Friday, March 21, 2014

5 Keys - How to Live in Mayberry Today (5/5)

All week long, I've been talking about The Andy Griffith Show, and how nice it would be if we could somehow make the world we live in more like Mayberry. Some people may dismiss the idea, saying that times have simply changed too much or the show was just a work of fiction in the first place, but I honestly believe that this world can be changed if each of us takes responsibility for ourselves and tries to set a good example for others.

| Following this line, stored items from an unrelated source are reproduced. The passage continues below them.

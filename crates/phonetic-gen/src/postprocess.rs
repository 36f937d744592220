// Post-processing: ordered replacement rules and capitalization
//
// The raw word is passed through a fixed, ordered list of regular
// expression rules. Each rule replaces at most its first match. Order is
// significant: an earlier rule can create or destroy a match for a later
// one, so the list is a slice rather than a map.

use std::borrow::Cow;
use std::sync::OnceLock;

use phonetic_core::case::apply_cap_first;
use regex::Regex;

/// A single pattern -> replacement rule.
#[derive(Debug, Clone, Copy, PartialEq, Eq)]
pub struct Replacement {
    /// Pattern in `regex` crate syntax.
    pub pattern: &'static str,
    /// Replacement template; `${n}` refers to capture group `n`.
    pub replacement: &'static str,
    /// Skip a match that reaches the end of the word. Stands in for a
    /// trailing `(?!$)` look-ahead, which the `regex` crate cannot express.
    pub not_at_end: bool,
}

const fn rule(pattern: &'static str, replacement: &'static str) -> Replacement {
    Replacement {
        pattern,
        replacement,
        not_at_end: false,
    }
}

/// The replacement rules, in application order.
pub const REPLACEMENTS: &[Replacement] = &[
    rule("quu", "que"),
    rule("qu([aeiou]){2}", "qu${1}"),
    rule("[iu]y", "ey"),
    rule("eye", "ye"),
    rule("(.)ye$", "${1}y"),
    Replacement {
        pattern: "(^|e)cie",
        replacement: "${1}cei",
        not_at_end: true,
    },
    rule("([vz])$", "${1}e"),
    rule("[iu]w", "ow"),
];

impl Replacement {
    /// Apply this rule to the first eligible match in `word`.
    pub fn apply<'w>(&self, word: &'w str) -> Cow<'w, str> {
        match compiled_rules().iter().find(|(rule, _)| rule == self) {
            Some((_, regex)) => self.apply_with(regex, word),
            None => self.apply_with(&compile(self.pattern), word),
        }
    }

    fn apply_with<'w>(&self, regex: &Regex, word: &'w str) -> Cow<'w, str> {
        let eligible = regex.captures_iter(word).find(|caps| {
            caps.get(0)
                .is_some_and(|m| !(self.not_at_end && m.end() == word.len()))
        });
        let Some(caps) = eligible else {
            return Cow::Borrowed(word);
        };
        let Some(whole) = caps.get(0) else {
            return Cow::Borrowed(word);
        };

        let mut out = String::with_capacity(word.len() + self.replacement.len());
        out.push_str(&word[..whole.start()]);
        caps.expand(self.replacement, &mut out);
        out.push_str(&word[whole.end()..]);
        Cow::Owned(out)
    }
}

fn compile(pattern: &str) -> Regex {
    Regex::new(pattern)
        .unwrap_or_else(|error| panic!("replacement pattern {pattern:?} failed to compile: {error}"))
}

/// The rules in [`REPLACEMENTS`], compiled once.
fn compiled_rules() -> &'static [(Replacement, Regex)] {
    static RULES: OnceLock<Vec<(Replacement, Regex)>> = OnceLock::new();
    RULES.get_or_init(|| {
        REPLACEMENTS
            .iter()
            .map(|rule| (*rule, compile(rule.pattern)))
            .collect()
    })
}

/// Apply every replacement rule once, in order.
pub fn apply_replacements(word: &str) -> String {
    compiled_rules()
        .iter()
        .fold(word.to_string(), |acc, (rule, regex)| {
            rule.apply_with(regex, &acc).into_owned()
        })
}

/// Apply the replacement rules, then capitalize the first letter if
/// `cap_first` is set.
pub fn post_process(word: &str, cap_first: bool) -> String {
    apply_cap_first(apply_replacements(word), cap_first)
}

So far, I've covered four of the five keys I think would make it possible for anyone to live in Mayberry:
  1. Live with Grace - This includes things like tolerance, forgiveness, trust, helping each other, and just generally treating people with the same kind of respect you expect from them.
  2. Value Other People - This means putting the needs and feelings of others ahead of your own and learning to be humble. If you can do this one, it will be a big help in doing the first one!
  3. Seek Peace with Others - This goes hand-in-hand with the first two and emphasizes the importance of love, patience, and the ability to let things go. It means accepting people who are different from you, and it means looking for non-violent ways to resolve conflicts as often as possible.
  4. Lead by Example - It's important to remember that others see you and can be influenced by your lifestyle. It's important to model the Mayberry mindset consistently if you want others to see its value and start living it for themselves.
All of this leads us up to the fifth key, which might actually make the first four easier...

Thursday, March 20, 2014

5 Keys - How to Live in Mayberry Today (4/5)

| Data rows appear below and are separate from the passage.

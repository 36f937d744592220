// Derivative of the numeric state
//
// A secondary value used for branching decisions. Computing it never
// advances the numeric state.

use crate::numeric::Numeric;

const BASE: Numeric = 7;

/// One plus the sum of the base-7 digits of `n`.
pub fn derivative(mut n: Numeric) -> Numeric {
    let mut acc = 1;
    while n != 0 {
        acc += n % BASE;
        n /= BASE;
    }
    acc
}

Do you ever watch The Andy Griffith Show and wish you could somehow escape to Mayberry? Do you long for simpler times filled with lots of laughter and loving relationships? Well, over the past few days, I've been talking about some of the basic principles taught on the show, and I believe these ideals have the potential to change the world if you let them! If we all could learn to Live with Grace, to Value Other People, and to Seek Peace with Others, wouldn't that be a huge step in the right direction?

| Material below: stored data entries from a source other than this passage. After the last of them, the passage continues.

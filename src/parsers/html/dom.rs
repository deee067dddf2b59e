use std::rc::Rc;

use encoding_rs::Encoding;
use html5ever::parse_document;
use html5ever::serialize::{serialize, SerializeOpts, TraversalScope};
use html5ever::tendril::{StrTendril, TendrilSink};
use markup5ever_rcdom::{Handle, Node, NodeData, RcDom, SerializableHandle};

/// 将 HTML 字节转换为 DOM
pub fn html_to_dom(data: &[u8], document_encoding: &str) -> RcDom {
    let s: String = if let Some(encoding) = Encoding::for_label(document_encoding.as_bytes()) {
        let (string, _, _) = encoding.decode(data);
        string.to_string()
    } else {
        String::from_utf8_lossy(data).to_string()
    };

    parse_document(RcDom::default(), Default::default())
        .from_utf8()
        .read_from(&mut s.as_bytes())
        .unwrap_or_default()
}

/// 序列化节点
///
/// 文档节点只输出其子节点，其余节点连同自身一起输出
pub fn serialize_node(node: &Handle) -> String {
    let traversal_scope = match node.data {
        NodeData::Document => TraversalScope::ChildrenOnly(None),
        _ => TraversalScope::IncludeNode,
    };
    let opts = SerializeOpts {
        traversal_scope,
        ..Default::default()
    };

    let mut buf: Vec<u8> = Vec::new();
    let serializable: SerializableHandle = node.clone().into();
    if let Err(e) = serialize(&mut buf, &serializable, opts) {
        tracing::warn!("序列化节点失败: {}", e);
        return String::new();
    }

    String::from_utf8_lossy(&buf).into_owned()
}

/// 查找指定路径的DOM节点
pub fn find_nodes(node: &Handle, node_names: &[&str]) -> Vec<Handle> {
    let mut found_nodes = Vec::new();
    let Some((&node_name, rest)) = node_names.split_first() else {
        return found_nodes;
    };

    let name_matches = get_node_name(node).is_some_and(|name| name == node_name);

    if name_matches && rest.is_empty() {
        found_nodes.push(node.clone());
    }

    if name_matches && !rest.is_empty() {
        found_nodes.append(&mut find_nodes(node, rest));
    } else {
        for child_node in node.children.borrow().iter() {
            found_nodes.append(&mut find_nodes(child_node, node_names));
        }
    }

    found_nodes
}

/// 获取节点属性值
pub fn get_node_attr(node: &Handle, attr_name: &str) -> Option<String> {
    match &node.data {
        NodeData::Element { attrs, .. } => attrs
            .borrow()
            .iter()
            .find(|attr| &*attr.name.local == attr_name)
            .map(|attr| attr.value.to_string()),
        _ => None,
    }
}

/// 获取节点名称
pub fn get_node_name(node: &Handle) -> Option<&'_ str> {
    match &node.data {
        NodeData::Element { name, .. } => Some(name.local.as_ref()),
        _ => None,
    }
}

/// 获取父节点
///
/// 不会破坏节点上的父引用
pub fn get_parent_node(child: &Handle) -> Option<Handle> {
    let weak = child.parent.take();
    let parent = weak.as_ref().and_then(|node| node.upgrade());
    child.parent.set(weak);
    parent
}

/// 自下而上的祖先节点（不含自身）
pub fn ancestors(node: &Handle) -> Vec<Handle> {
    let mut result = Vec::new();
    let mut current = get_parent_node(node);
    while let Some(parent) = current {
        current = get_parent_node(&parent);
        result.push(parent);
    }
    result
}

pub fn is_element(node: &Handle) -> bool {
    matches!(node.data, NodeData::Element { .. })
}

pub fn is_text(node: &Handle) -> bool {
    matches!(node.data, NodeData::Text { .. })
}

/// 按引用判断是否为同一节点
pub fn same_node(a: &Handle, b: &Handle) -> bool {
    Rc::ptr_eq(a, b)
}

/// 元素子节点
pub fn element_children(node: &Handle) -> Vec<Handle> {
    node.children
        .borrow()
        .iter()
        .filter(|child| is_element(child))
        .cloned()
        .collect()
}

pub fn has_element_children(node: &Handle) -> bool {
    node.children.borrow().iter().any(is_element)
}

/// 节点的文本内容，等价于所有后代文本节点的拼接
pub fn node_text(node: &Handle) -> String {
    let mut text = String::new();
    collect_text(node, &mut text);
    text
}

fn collect_text(node: &Handle, out: &mut String) {
    match &node.data {
        NodeData::Text { contents } => out.push_str(&contents.borrow()),
        NodeData::Comment { .. } | NodeData::ProcessingInstruction { .. } => {}
        _ => {
            for child in node.children.borrow().iter() {
                collect_text(child, out);
            }
        }
    }
}

/// 整体替换文本节点的内容
///
/// 对非文本节点无效，返回是否写入
pub fn set_text_content(node: &Handle, text: &str) -> bool {
    match &node.data {
        NodeData::Text { contents } => {
            *contents.borrow_mut() = StrTendril::from_slice(text);
            true
        }
        _ => false,
    }
}

/// 用单个文本节点替换元素的全部子节点
pub fn set_node_text(node: &Handle, text: &str) {
    if set_text_content(node, text) {
        return;
    }

    let mut children = node.children.borrow_mut();
    for child in children.drain(..) {
        child.parent.set(None);
    }

    if text.is_empty() {
        return;
    }

    let text_node = Node::new(NodeData::Text {
        contents: std::cell::RefCell::new(StrTendril::from_slice(text)),
    });
    text_node.parent.set(Some(Rc::downgrade(node)));
    children.push(text_node);
}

If you said yes to this, then you're ready for the fourth key to living in Mayberry...

4. Lead by Example

If you want to live in a world where people treat each other with love and respect, you make that happen by first learning to treat others the way you want to be treated and then trusting others and teaching them how to follow your lead. Whether you sense it or not, people notice the way you live. They notice how you act, the things you say, and they see the outcome of your lifestyle. You can influence the community around you just by setting a good example – and perhaps the most important influence you can have is on the children in your life. This is especially true for parents, but everyone should remember that children who see you can soak things up like a sponge!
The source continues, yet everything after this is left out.